*** Begin section ***

use crate::agent::Agent;
use crate::outcome::{AgentOutcome, OutcomeStatus};
use crate::strategy::{AgentPredicate, Strategy};
use agentmesh_core::{MeshResult, ProcessedData, RequestContext};
use agentmesh_events::queue::DEFAULT_CAPACITY;
use agentmesh_events::EventQueue;
use serde::{Deserialize, Serialize};
use serde_json::json;
use std::sync::Arc;
use tokio::task::JoinSet;
use tracing::{error, info};

/// Tunables for the [`Orchestrator`].
#[derive(Debug, Clone, Serialize, Deserialize)]
pub struct OrchestratorConfig {
    /// Iteration bound used by [`Orchestrator::loop_strategy`].
    #[serde(default = "default_max_iterations")]
    pub max_iterations: usize,
    /// Capacity of the fresh event queue built per invocation.
    #[serde(default = "default_queue_capacity")]
    pub queue_capacity: usize,
}

fn default_max_iterations() -> usize {
    5
}

fn default_queue_capacity() -> usize {
    DEFAULT_CAPACITY
}

impl Default for OrchestratorConfig {
    fn default() -> Self {
        Self {
            max_iterations: default_max_iterations(),
            queue_capacity: default_queue_capacity(),
        }
    }
}

/// Drives a list of agents through one execution strategy against one
/// processed input.
///
/// For every (agent, iteration) attempt it builds a fresh
/// [`RequestContext`] and a fresh [`EventQueue`], awaits the agent, drains
/// at most one event, and emits one [`AgentOutcome`]. Failures are isolated
/// per attempt; nothing is retried and nothing can be cancelled once
/// awaited.
#[derive(Debug, Default)]
pub struct Orchestrator {
    config: OrchestratorConfig,
}

impl Orchestrator {
    /// An orchestrator with default configuration.
    pub fn new() -> Self {
        Self::default()
    }

    /// An orchestrator with the given configuration.
    pub fn with_config(config: OrchestratorConfig) -> Self {
        Self { config }
    }

    /// The active configuration.
    pub fn config(&self) -> &OrchestratorConfig {
        &self.config
    }

    /// A loop strategy bounded by the configured `max_iterations`.
    pub fn loop_strategy(&self) -> Strategy {
        Strategy::Loop {
            max_iterations: self.config.max_iterations,
        }
    }

    /// Runs every agent per the strategy and returns one outcome per
    /// (agent, iteration) attempt.
    ///
    /// Ordering: list order for Sequential/Conditional, completion order
    /// for Parallel, iteration-major for Loop.
    pub async fn orchestrate(
        &self,
        agents: &[Arc<dyn Agent>],
        input: &ProcessedData,
        strategy: Strategy,
    ) -> MeshResult<Vec<AgentOutcome>> {
        info!(
            agent_count = agents.len(),
            strategy = %strategy,
            "orchestration started"
        );

        let outcomes = match strategy {
            Strategy::Sequential => self.run_sequential(agents, input).await,
            Strategy::Parallel => self.run_parallel(agents, input).await,
            Strategy::Loop { max_iterations } => {
                self.run_loop(agents, input, max_iterations).await
            }
            Strategy::Conditional { predicate } => {
                self.run_conditional(agents, input, &predicate).await
            }
        };

        info!(outcome_count = outcomes.len(), "orchestration complete");
        Ok(outcomes)
    }

    /// One invocation: fresh context, fresh queue, at most one drained
    /// event.
    async fn invoke(
        agent: &dyn Agent,
        input: &ProcessedData,
        prefix: &str,
        queue_capacity: usize,
        iteration: Option<usize>,
    ) -> AgentOutcome {
        let mut context = RequestContext::generated(input.text.as_str(), prefix);
        if let Some(iteration) = iteration {
            context.set_metadata("iteration", json!(iteration));
        }
        let queue = EventQueue::new(queue_capacity);

        let outcome = match agent.execute(&context, &queue).await {
            Ok(()) => match queue.get().await {
                Some(event) => AgentOutcome::completed(agent.name(), event),
                None => AgentOutcome::no_response(agent.name()),
            },
            Err(e) => {
                error!(agent = %agent.name(), error = %e, "agent execution failed");
                AgentOutcome::failed(agent.name(), e.to_string())
            }
        };

        match iteration {
            Some(iteration) => outcome.with_iteration(iteration),
            None => outcome,
        }
    }

    async fn run_sequential(
        &self,
        agents: &[Arc<dyn Agent>],
        input: &ProcessedData,
    ) -> Vec<AgentOutcome> {
        let mut outcomes = Vec::with_capacity(agents.len());
        for agent in agents {
            outcomes
                .push(Self::invoke(agent.as_ref(), input, "seq", self.config.queue_capacity, None).await);
        }
        outcomes
    }

    async fn run_parallel(
        &self,
        agents: &[Arc<dyn Agent>],
        input: &ProcessedData,
    ) -> Vec<AgentOutcome> {
        let mut set = JoinSet::new();
        for agent in agents {
            let agent = Arc::clone(agent);
            let input = input.clone();
            let capacity = self.config.queue_capacity;
            set.spawn(async move { Self::invoke(agent.as_ref(), &input, "par", capacity, None).await });
        }

        // Completion order, not list order. Each spawned task resolves to
        // an outcome on its own, so one agent's failure cannot cancel the
        // others.
        let mut outcomes = Vec::with_capacity(agents.len());
        while let Some(joined) = set.join_next().await {
            match joined {
                Ok(outcome) => outcomes.push(outcome),
                Err(e) => {
                    error!(error = %e, "parallel agent task aborted");
                    outcomes.push(AgentOutcome::failed("unknown", format!("task aborted: {e}")));
                }
            }
        }
        outcomes
    }

    async fn run_loop(
        &self,
        agents: &[Arc<dyn Agent>],
        input: &ProcessedData,
        max_iterations: usize,
    ) -> Vec<AgentOutcome> {
        let mut outcomes = Vec::new();
        for iteration in 0..max_iterations {
            let mut iteration_outcomes = Vec::with_capacity(agents.len());
            for agent in agents {
                iteration_outcomes.push(
                    Self::invoke(
                        agent.as_ref(),
                        input,
                        "loop",
                        self.config.queue_capacity,
                        Some(iteration),
                    )
                    .await,
                );
            }

            let failed = iteration_outcomes
                .iter()
                .any(|o| o.status == OutcomeStatus::Failed);
            outcomes.extend(iteration_outcomes);

            if failed {
                info!(iteration, "loop stopped early after failed iteration");
                break;
            }
        }
        outcomes
    }

    async fn run_conditional(
        &self,
        agents: &[Arc<dyn Agent>],
        input: &ProcessedData,
        predicate: &AgentPredicate,
    ) -> Vec<AgentOutcome> {
        let mut outcomes = Vec::with_capacity(agents.len());
        for agent in agents {
            if predicate(agent.as_ref(), input) {
                outcomes.push(
                    Self::invoke(agent.as_ref(), input, "cond", self.config.queue_capacity, None)
                        .await,
                );
            } else {
                outcomes.push(AgentOutcome::skipped(agent.name()));
            }
        }
        outcomes
    }
}
use crate::agent::Agent;
use agentmesh_core::ProcessedData;
use std::sync::Arc;

/// Decides, per agent, whether the conditional strategy invokes it.
pub type AgentPredicate = Arc<dyn Fn(&dyn Agent, &ProcessedData) -> bool + Send + Sync>;

/// How the orchestrator drives the agent list.
#[derive(Clone)]
pub enum Strategy {
    /// One agent at a time, in list order; a failure does not halt the rest.
    Sequential,
    /// All agents concurrently; results arrive in completion order.
    Parallel,
    /// The full agent set repeated up to `max_iterations` times,
    /// iteration-major; stops early after an iteration with a failure.
    Loop {
        /// Upper bound on iterations.
        max_iterations: usize,
    },
    /// List order, but each agent runs only if the predicate says so;
    /// ruled-out agents are recorded as skipped without being invoked.
    Conditional {
        /// The per-agent gate.
        predicate: AgentPredicate,
    },
}

impl Strategy {
    /// A loop strategy with the default iteration bound (5).
    pub fn loop_default() -> Self {
        Strategy::Loop { max_iterations: 5 }
    }

    /// A conditional strategy from any suitable closure.
    pub fn conditional<F>(predicate: F) -> Self
    where
        F: Fn(&dyn Agent, &ProcessedData) -> bool + Send + Sync + 'static,
    {
        Strategy::Conditional {
            predicate: Arc::new(predicate),
        }
    }

    /// The strategy's wire name. Request ids use the shorter per-strategy
    /// prefixes (`seq`, `par`, `loop`, `cond`).
    pub fn name(&self) -> &'static str {
        match self {
            Strategy::Sequential => "sequential",
            Strategy::Parallel => "parallel",
            Strategy::Loop { .. } => "loop",
            Strategy::Conditional { .. } => "conditional",
        }
    }
}

impl std::fmt::Debug for Strategy {
    fn fmt(&self, f: &mut std::fmt::Formatter<'_>) -> std::fmt::Result {
        match self {
            Strategy::Sequential => f.write_str("Sequential"),
            Strategy::Parallel => f.write_str("Parallel"),
            Strategy::Loop { max_iterations } => f
                .debug_struct("Loop")
                .field("max_iterations", max_iterations)
                .finish(),
            Strategy::Conditional { .. } => f.write_str("Conditional"),
        }
    }
}

impl std::fmt::Display for Strategy {
    fn fmt(&self, f: &mut std::fmt::Formatter<'_>) -> std::fmt::Result {
        f.write_str(self.name())
    }
}
use agentmesh_core::Payload;
use chrono::{DateTime, Utc};
use serde::{Deserialize, Serialize};
use serde_json::json;
use std::collections::BTreeMap;

/// A logical grouping of related tasks.
///
/// The `task_ids` list is advisory: the task manager remains the source of
/// truth for whether a task actually exists, and the context never heals
/// inconsistencies on its own.
#[derive(Debug, Clone, Serialize, Deserialize)]
pub struct Context {
    /// Unique identifier.
    pub context_id: String,
    /// Human-readable name.
    pub name: String,
    /// Human-readable description.
    pub description: String,
    /// Arbitrary key-value metadata.
    #[serde(default)]
    pub metadata: Payload,
    /// UTC timestamp of creation.
    pub created_at: DateTime<Utc>,
    /// UTC timestamp of the last mutation.
    pub updated_at: DateTime<Utc>,
    /// Ids of the tasks this context claims, in the order they were added.
    #[serde(default)]
    pub task_ids: Vec<String>,
}

impl Context {
    /// Creates a context. A missing name defaults to `Context-<id prefix>`,
    /// a missing description to a generic one.
    pub fn new(
        context_id: impl Into<String>,
        name: Option<String>,
        description: Option<String>,
        metadata: Option<Payload>,
    ) -> Self {
        let context_id = context_id.into();
        let short: String = context_id.chars().take(8).collect();
        let now = Utc::now();
        Self {
            name: name.unwrap_or_else(|| format!("Context-{short}")),
            description: description
                .unwrap_or_else(|| "Grouping of related tasks".to_string()),
            metadata: metadata.unwrap_or_default(),
            context_id,
            created_at: now,
            updated_at: now,
            task_ids: Vec::new(),
        }
    }

    /// Adds a task id to the advisory list. Idempotent.
    pub fn add_task(&mut self, task_id: impl Into<String>) {
        let task_id = task_id.into();
        if !self.task_ids.contains(&task_id) {
            self.task_ids.push(task_id);
            self.updated_at = Utc::now();
        }
    }

    /// Removes a task id from the advisory list. Returns false if it was
    /// not present.
    pub fn remove_task(&mut self, task_id: &str) -> bool {
        let before = self.task_ids.len();
        self.task_ids.retain(|id| id != task_id);
        if self.task_ids.len() < before {
            self.updated_at = Utc::now();
            true
        } else {
            false
        }
    }

    /// Number of task ids this context claims.
    pub fn task_count(&self) -> usize {
        self.task_ids.len()
    }

    /// The interchange shape used when a context crosses into a hosting
    /// layer: the struct fields plus a derived `task_count`.
    pub fn external_repr(&self) -> serde_json::Value {
        json!({
            "context_id": self.context_id,
            "name": self.name,
            "description": self.description,
            "metadata": self.metadata,
            "created_at": self.created_at,
            "updated_at": self.updated_at,
            "task_count": self.task_count(),
            "task_ids": self.task_ids,
        })
    }
}

/// Field updates to apply to a context. Absent fields are left untouched;
/// metadata is merged key-by-key rather than replaced.
#[derive(Debug, Clone, Default, Deserialize)]
pub struct ContextUpdate {
    /// New name, if any.
    pub name: Option<String>,
    /// New description, if any.
    pub description: Option<String>,
    /// Metadata entries to merge in, if any.
    pub metadata: Option<Payload>,
}

impl ContextUpdate {
    /// An empty update.
    pub fn new() -> Self {
        Self::default()
    }

    /// Sets the name.
    pub fn name(mut self, name: impl Into<String>) -> Self {
        self.name = Some(name.into());
        self
    }

    /// Sets the description.
    pub fn description(mut self, description: impl Into<String>) -> Self {
        self.description = Some(description.into());
        self
    }

    /// Adds a metadata entry to merge.
    pub fn metadata_entry(mut self, key: impl Into<String>, value: serde_json::Value) -> Self {
        self.metadata
            .get_or_insert_with(Payload::new)
            .insert(key.into(), value);
        self
    }
}

/// Task counts for one context, resolved against the task manager.
#[derive(Debug, Clone, Serialize)]
pub struct ContextStatistics {
    /// The context these counts belong to.
    pub context_id: String,
    /// Context name.
    pub name: String,
    /// Context description.
    pub description: String,
    /// Tasks that actually resolved against the task manager.
    pub total_tasks: usize,
    /// Resolved task count per status, keyed by the status wire name.
    /// Statuses with no tasks are omitted.
    pub status_counts: BTreeMap<String, usize>,
    /// UTC timestamp of context creation.
    pub created_at: DateTime<Utc>,
    /// UTC timestamp of the last context mutation.
    pub updated_at: DateTime<Utc>,
    /// Context metadata.
    pub metadata: Payload,
}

*** End section ***

Look through the data above for lines holding the word "actually". State how many there are and nothing else.

2